Open AccessRefolding, crystallization and preliminary X‐ray crystallographic study of the whole extracellular regions of nectins
Author(s) -
Narita Hirotaka,
Nakagawa Atsushi,
Yamamoto Yasunori,
Sakisaka Toshiaki,
Takai Yoshimi,
Suzuki Mamoru
Publication year - 2011
Publication title -
acta crystallographica section f
Language(s) - English
Resource type - Journals
ISSN - 1744-3091
DOI - 10.1107/s174430911100337x
Subject(s) - nectin , adherens junction , extracellular , crystallization , cadherin , chemistry , cell adhesion molecule , adhesion , molecule , crystallography , cell adhesion , biology , biochemistry , cell , microbiology and biotechnology , organic chemistry
The nectin family of Ca 2+ ‐independent immunoglobulin‐like cell–cell adhesion molecules contains four members.
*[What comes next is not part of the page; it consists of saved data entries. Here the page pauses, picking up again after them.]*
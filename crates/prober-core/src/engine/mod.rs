//! Probe engine
//!
//! One dispatcher over the four check strategies. A probe run performs at
//! most one round trip and keeps no state between runs, so a single
//! [`Prober`] can serve any number of concurrent callers.

mod exec;
mod http;
mod http_post;
mod port;
mod tcp;
mod url;

pub use exec::{
    ExecOutput, ExecProber, LocalProcessExecutor, RemoteExecutor, DEFAULT_EXEC_TIMEOUT,
};
pub use http::{HttpProber, MAX_REDIRECTS};
pub use http_post::{encode_form, ContentKind, CONTENT_TYPE_FORM, CONTENT_TYPE_JSON};
pub use port::resolve_port;
pub use tcp::TcpProber;
pub use url::{build_headers, format_url, join_host_port};

use crate::contracts::*;
use crate::error::{ProbeError, Result};
use serde::{Deserialize, Serialize};
use std::sync::Arc;
use std::time::Duration;

/// Longest diagnostic kept from a response body or command output (10 KiB)
pub const MAX_OUTPUT_LENGTH: usize = 10 * 1024;

/// User-Agent sent when the probe does not set one
pub const DEFAULT_USER_AGENT: &str = concat!("prober/", env!("CARGO_PKG_VERSION"));

/// Engine options
#[derive(Debug, Clone, PartialEq, Eq, Serialize, Deserialize)]
#[serde(rename_all = "camelCase")]
pub struct ProberOptions {
    /// Follow redirects to other hosts instead of reporting a Warning
    #[serde(default)]
    pub follow_non_local_redirects: bool,

    /// User-Agent for HTTP probes that do not set their own
    #[serde(default = "default_user_agent")]
    pub user_agent: String,
}

fn default_user_agent() -> String {
    DEFAULT_USER_AGENT.to_string()
}

impl Default for ProberOptions {
    fn default() -> Self {
        Self {
            follow_non_local_redirects: false,
            user_agent: default_user_agent(),
        }
    }
}

/// Probe dispatcher
#[derive(Debug, Clone)]
pub struct Prober {
    http: HttpProber,
    tcp: TcpProber,
    exec: ExecProber,
}

impl Prober {
    /// Create a prober; the HTTP client is built once and shared by all runs
    pub fn new(options: ProberOptions, executor: Arc<dyn RemoteExecutor>) -> Result<Self> {
        Ok(Self {
            http: HttpProber::new(&options)?,
            tcp: TcpProber,
            exec: ExecProber::new(executor),
        })
    }

    /// Run the single handler populated on `handler` against `target`.
    ///
    /// A handler with nothing (or more than one thing) populated is an
    /// `Unknown` error naming the target, and no I/O is attempted.
    #[tracing::instrument(name = "run_probe", skip_all, fields(identity = %target.identity))]
    pub async fn run_probe(
        &self,
        handler: &ProbeHandler,
        target: &TargetContext,
        timeout: Duration,
    ) -> Result<ProbeOutcome> {
        let action = match handler.clone().into_action() {
            Ok(action) => action,
            Err(kinds) if kinds.is_empty() => {
                tracing::warn!("Failed to find probe builder for container");
                return Err(ProbeError::MissingHandler {
                    target: target.identity.to_string(),
                });
            }
            Err(kinds) => {
                let kinds = kinds
                    .iter()
                    .map(ToString::to_string)
                    .collect::<Vec<_>>()
                    .join(", ");
                tracing::warn!(%kinds, "Probe has more than one handler");
                return Err(ProbeError::MultipleHandlers {
                    target: target.identity.to_string(),
                    kinds,
                });
            }
        };

        self.run_action(&action, target, timeout).await
    }

    /// Run a typed action against `target`.
    ///
    /// `timeout` bounds HTTP and TCP probes; exec probes rely on the
    /// executor's own timeout.
    pub async fn run_action(
        &self,
        action: &ProbeAction,
        target: &TargetContext,
        timeout: Duration,
    ) -> Result<ProbeOutcome> {
        let run = self.dispatch(action, target, timeout).await;

        match &run {
            Ok(outcome) => {
                tracing::debug!(kind = %action.kind(), result = %outcome.result, "Probe finished")
            }
            Err(e) => tracing::warn!(kind = %action.kind(), result = %e.result(), error = %e, "Probe errored"),
        }

        run
    }

    async fn dispatch(
        &self,
        action: &ProbeAction,
        target: &TargetContext,
        timeout: Duration,
    ) -> Result<ProbeOutcome> {
        match action {
            ProbeAction::Exec(exec) => {
                tracing::debug!(command = ?exec.command, "Exec-Probe");
                self.exec.probe(&target.identity, &exec.command).await
            }
            ProbeAction::HttpGet(get) => {
                let host = target.host_or_pod_ip(&get.host);
                let port = resolve_port(&get.port, &target.ports)?;
                let url = format_url(get.scheme, host, port, &get.path)?;
                tracing::debug!(%url, headers = ?get.http_headers, "HTTP-Probe GET");
                self.http.get(&url, &get.http_headers, timeout).await
            }
            ProbeAction::HttpPost(post) => {
                let host = target.host_or_pod_ip(&post.host);
                let port = resolve_port(&post.port, &target.ports)?;
                let url = format_url(post.scheme, host, port, &post.path)?;
                tracing::debug!(%url, headers = ?post.http_headers, "HTTP-Probe POST");
                self.http
                    .post(
                        &url,
                        &post.http_headers,
                        post.form.as_ref(),
                        &post.body,
                        timeout,
                    )
                    .await
            }
            ProbeAction::TcpSocket(tcp) => {
                let port = resolve_port(&tcp.port, &target.ports)?;
                let host = target.host_or_pod_ip(&tcp.host);
                tracing::debug!(%host, port, ?timeout, "TCP-Probe");
                self.tcp.probe(host, port, timeout).await
            }
        }
    }
}

/// Lossy UTF-8 rendering of at most [`MAX_OUTPUT_LENGTH`] bytes
pub(crate) fn truncate_output(bytes: &[u8]) -> String {
    let end = bytes.len().min(MAX_OUTPUT_LENGTH);
    let mut text = String::from_utf8_lossy(&bytes[..end]).into_owned();

    // Replacement characters are wider than the bytes they stand for.
    if text.len() > MAX_OUTPUT_LENGTH {
        let mut cut = MAX_OUTPUT_LENGTH;
        while !text.is_char_boundary(cut) {
            cut -= 1;
        }
        text.truncate(cut);
    }
    text
}

#[cfg(test)]
mod tests {
    use super::*;

    #[derive(Debug)]
    struct Unreachable;

    #[async_trait::async_trait]
    impl RemoteExecutor for Unreachable {
        async fn execute(&self, _: &TargetIdentity, _: &[String]) -> ExecOutput {
            panic!("executor must not be called");
        }
    }

    fn prober() -> Prober {
        Prober::new(ProberOptions::default(), Arc::new(Unreachable)).unwrap()
    }

    fn target() -> TargetContext {
        TargetContext::new(
            TargetIdentity::new("default", "prober-demo", "app").with_pod_uid("uid-1"),
            "127.0.0.1",
        )
        .with_port("web", 8080)
    }

    #[tokio::test]
    async fn test_missing_handler_is_unknown_error() {
        let err = prober()
            .run_probe(&ProbeHandler::default(), &target(), Duration::from_secs(1))
            .await
            .unwrap_err();

        assert_eq!(err.result(), ProbeResult::Unknown);
        assert!(err.to_string().contains("prober-demo_default(uid-1):app"));
    }

    #[tokio::test]
    async fn test_multiple_handlers_is_unknown_error() {
        let handler = ProbeHandler {
            exec: Some(ExecAction::new(["true"])),
            tcp_socket: Some(TcpSocketAction {
                port: 8080u16.into(),
                host: String::new(),
            }),
            ..Default::default()
        };

        let err = prober()
            .run_probe(&handler, &target(), Duration::from_secs(1))
            .await
            .unwrap_err();

        assert!(matches!(err, ProbeError::MultipleHandlers { ref kinds, .. } if kinds == "exec, tcpSocket"));
        assert_eq!(err.result(), ProbeResult::Unknown);
    }

    #[tokio::test]
    async fn test_unresolved_port_is_unknown_error() {
        let action = ProbeAction::HttpGet(HttpGetAction {
            port: "grpc".into(),
            ..Default::default()
        });

        let err = prober()
            .run_action(&action, &target(), Duration::from_secs(1))
            .await
            .unwrap_err();
        assert!(matches!(err, ProbeError::UnresolvedPort { .. }));
        assert_eq!(err.result(), ProbeResult::Unknown);
    }

    #[tokio::test]
    async fn test_empty_exec_command_is_unknown_error() {
        let action = ProbeAction::Exec(ExecAction::default());
        let err = prober()
            .run_action(&action, &target(), Duration::from_secs(1))
            .await
            .unwrap_err();
        assert!(matches!(err, ProbeError::EmptyCommand));
    }

    #[tokio::test]
    async fn test_tcp_without_host_or_pod_ip_is_unknown_error() {
        let action = ProbeAction::TcpSocket(TcpSocketAction {
            port: 80u16.into(),
            host: String::new(),
        });
        let target = TargetContext::default();

        let err = prober()
            .run_action(&action, &target, Duration::from_secs(1))
            .await
            .unwrap_err();
        assert!(matches!(err, ProbeError::InvalidAddress { .. }));
    }

    #[test]
    fn test_truncate_output() {
        assert_eq!(truncate_output(b"short"), "short");

        let long = vec![b'a'; MAX_OUTPUT_LENGTH + 10];
        assert_eq!(truncate_output(&long).len(), MAX_OUTPUT_LENGTH);

        // A two-byte character straddling the limit
        let mut straddle = vec![b'a'; MAX_OUTPUT_LENGTH - 1];
        straddle.extend_from_slice("é".as_bytes());
        let text = truncate_output(&straddle);
        assert!(text.len() <= MAX_OUTPUT_LENGTH);
        assert!(text.starts_with('a'));
    }

    #[test]
    fn test_options_defaults_from_empty_config() {
        let options: ProberOptions = serde_json::from_str("{}").unwrap();
        assert_eq!(options, ProberOptions::default());
        assert!(!options.follow_non_local_redirects);
        assert!(options.user_agent.starts_with("prober/"));
    }
}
Nectins, which have three Ig‐like domains in their extracellular region, form cell–cell adherens junctions cooperatively with cadherins. The whole extracellular regions of nectin‐1 (nectin‐1‐EC) and nectin‐2 (nectin‐2‐EC) were expressed in Escherichia coli as inclusion bodies, solubilized in 8 M urea and then refolded by rapid dilution into refolding solution. The refolded proteins were subsequently purified by three chromatographic steps and crystallized using the hanging‐drop vapour‐diffusion method. The nectin‐1‐EC crystals belonged to space group P 2 1 3 and the nectin‐2‐EC crystals belonged to space group P 6 1 22 or P 6 5 22.